Good Morning; I have told my kids for years. You need to be humble and grateful for what you have. there are so many people in this world with less resources and in worst situations. I received an email where a family member just had brain surgery and has much recovery to happen. Yesterday I spent the afternoon with a neighbor who I have not seen eye to eye on many issues. She told me her DH is able to retire. He wants to travel. She is very afraid. she is in her sixties and is afraid to enjoy life. I am grateful that I like adventure and am excited to do things. Her life is very different than mine. She wants grand children badly and her children have no interest in this any time soon. She seems so lonely and I know if she got out more she would enjoy things and have a more interesting conversations. She wants to see photos of Adrienne all the time. I have always said bc of my uncertain childhood; I do not fear unknown situations. I am carefully but I say a prayer and then go forward. The way I feel if you do not experience life, you can live a life looks out a window onto life as it goes by. have a good day!!
Good Morning; As all of you know I have been in much stress, this amount can affect you physically as well as mentally. Yesterday I gave myself a spa day. I gave myself a nice spa bath, facial and dyed my hair in my home. All of this was done with lovely music and I feel great today. I also did something that I have not done- I did my exercise on the treadmill barefoot. My feet are a little sore but I want to strengthen my feet. My DS told me that if you want to strengthen your feet exercise barefoot. I am very peaceful this morning. Life is good! Look into the mirror and say " I love myself unconditionally." Have a good day!! Get some exercise in today!!
Good afternoon; Been busy this morning. I just took some time to get the blog done.
Did any one watch Hemingway and Gellhorn on HBO last night. I recorded it so watched it today. It is marvelous. I like books and movies with strong women roles.

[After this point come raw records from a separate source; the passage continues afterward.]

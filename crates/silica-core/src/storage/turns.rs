//! Turn persistence.
//!
//! `append_with_usage` is the atomicity point: all turns of one loop
//! iteration and the usage counters commit in a single transaction, so a
//! crash either replays the whole iteration or none of it.

use chrono::Utc;
use rusqlite::params;

use super::database::Database;
use crate::ai::types::{ModelMessage, Role, Usage};
use crate::error::{CoreError, Result};

pub struct TurnStore<'a> {
    db: &'a Database,
}

impl<'a> TurnStore<'a> {
    pub fn new(db: &'a Database) -> Self {
        Self { db }
    }

    /// Append turns and fold usage into the session counters atomically.
    /// Also bumps `updated_at`.
    pub fn append_with_usage(
        &self,
        session_id: &str,
        turns: &[ModelMessage],
        usage: Usage,
        cost_usd: f64,
    ) -> Result<()> {
        let now = Utc::now().to_rfc3339();
        let tx = self.db.conn().unchecked_transaction()?;

        for turn in turns {
            let content = serde_json::to_string(&turn.content)
                .map_err(|e| CoreError::Persistence(e.to_string()))?;
            tx.execute(
                "INSERT INTO turns (session_id, role, content, created_at)
                 VALUES (?1, ?2, ?3, ?4)",
                params![session_id, turn.role.as_str(), content, now],
            )?;
        }

        let updated = tx.execute(
            "UPDATE sessions SET
                input_tokens  = input_tokens + ?1,
                output_tokens = output_tokens + ?2,
                cost_usd      = cost_usd + ?3,
                updated_at    = ?4
             WHERE id = ?5",
            params![
                usage.input_tokens as i64,
                usage.output_tokens as i64,
                cost_usd,
                now,
                session_id
            ],
        )?;
        if updated == 0 {
            return Err(CoreError::SessionNotFound(session_id.to_string()));
        }

        tx.commit()?;
        Ok(())
    }

    /// Load the full history in insertion order.
    pub fn load(&self, session_id: &str) -> Result<Vec<ModelMessage>> {
        let mut stmt = self.db.conn().prepare(
            "SELECT role, content FROM turns WHERE session_id = ?1 ORDER BY id",
        )?;
        let rows = stmt.query_map([session_id], |row| {
            Ok((row.get::<_, String>(0)?, row.get::<_, String>(1)?))
        })?;

        let mut turns = Vec::new();
        for row in rows {
            let (role_str, content_json) = row?;
            let Some(role) = Role::parse(&role_str) else {
                tracing::warn!(role = %role_str, "skipping turn with unknown role");
                continue;
            };
            match serde_json::from_str(&content_json) {
                Ok(content) => turns.push(ModelMessage { role, content }),
                Err(e) => {
                    tracing::warn!(session_id, "skipping unparseable turn: {}", e);
                }
            }
        }
        Ok(turns)
    }

    pub fn count(&self, session_id: &str) -> Result<usize> {
        let n: i64 = self.db.conn().query_row(
            "SELECT COUNT(*) FROM turns WHERE session_id = ?1",
            [session_id],
            |r| r.get(0),
        )?;
        Ok(n as usize)
    }
}
//! The fixed workflow prompt.
//!
//! Exposed to the model on every turn and published as the MCP workflow
//! prompt resource. This is data, not design; keep domain guidance here and
//! behavior in code.

pub const SYSTEM_PROMPT: &str = "\
You are an expert RTL design engineer driving a full hardware design flow:
specification, Verilog implementation, verification and synthesis.

Workflow, in order:
1. Capture the design as a YAML spec with write_spec before writing any RTL.
2. Write the RTL and a self-checking testbench (print 'TEST PASSED' on
   success) with write_file.
3. Lint every Verilog file with linter_tool and fix findings before
   simulating.
4. Run simulation_tool. On failure, inspect the relevant signals around the
   failing time with waveform_tool before editing; never guess.
5. Apply small fixes with edit_file_tool rather than rewriting files.
6. When simulation passes, run start_synthesis, poll with get_synthesis_job
   (honor poll_after_secs) or block with wait_for_synthesis, then read
   get_synthesis_metrics.
7. Summarize results with generate_report_tool.

Rules:
- Work only inside the session workspace through the provided tools.
- Timing closure: negative WNS means the clock period is too tight; fix RTL
  or relax the spec clock and re-run synthesis.
- A failed tool result is information, not a dead end: read it, adjust, and
  try again.
";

DS is still working with doctors and the medications. It is very confusing. It seems no one actually understands the sides effects. One drug can produce side effects - he just does not like the way it makes him feel. I am hoping there is an end to this situation within a short time. It is very frustrated for him and us all.
I am about to go and exercise. I am trying very hard to get back to my routine and take one day at a time. Life is complicated but it is the only life I have and I am going to do the very best I can to stay on my program and continue to exercise with portion control. Every one have a good day!!
Gardeners consider the sunlight and soil conditions each plant needs to thrive. A gardener's work begins with designing the garden, preparing the soil, and planting the seeds. Watering, weeding and thinning the crop are necessary. Gardening involves proper preparation and continual care.
The desires of my heart are like seeds. They respond to careful planning and nurturing, and they manifest in their own time. Just as a gardener knows not to disturb germinating seeds to check their progress, I learn to be patient and not worry as my life unfolds. I trust that God is ever-present. My desires will bear fruit in time, and all is well.
Had a good weekend even though it was complicated. At one time, a weekend like this would be have wrecked me for a week or so. I have moved on and just let go. DS is doing much better. DH was out of sorts but we talked last night. It is the job situation. We put a plan in place.
All company is leaving today and I will have time to do what I want which includes peace and quiet which I enjoy.
Good Morning; If you follow this blog, you know I have had constant stress this year so far. Another back surgery for my DS in January, MIL severe health issues, DD a severe pregnancy problems- DS going through withdrawal from pain meds that doctors gave him during his recovery from two back surgeries. I have been the main care taker for all these situations and it is not even June 1. My secret of my strength is my high power through Overeaters Anonymous. This program I have taken advantage of and taken for granted to be there for me. It has for nearly 40 years. I have not always followed it but I am back this year. I hit rock bottom and had to surrender to my high power bc I needed support and no person could fulfill my needs bc of so much stress fatigue. I asked for help and it was there. I am not bragging or telling any one to get some kind of glory bc my journey is still going but I am not stressed like I was and burdened. I used to rely on my family and others but they are not always there when needed. I had to reach future to my higher power and this has taken away my resentment. I am back home and will get back on my routine. Right now I am listening to a phone meeting and it is very calming. Overeaters Anonymous offers a program of recovery from compulsive eating. For today I am calm and at peace. Have a good day. I use this blog, OA phone meeting and literature or I would have been buried from all the stress this year.
Every one has to find a way to succeed. I knew all the stress was killing me but it would not let up so I had to surrender to my higher power for relief. I did not do it alone. Have a good day!! I feel great and peaceful. I wrote this today bc people are praising me for being strong. I am strong but it bc I asked for help. I am handling things one day at a time. What a change bc I was drowning with the burden of all this stress. Get some movement in this weekend!!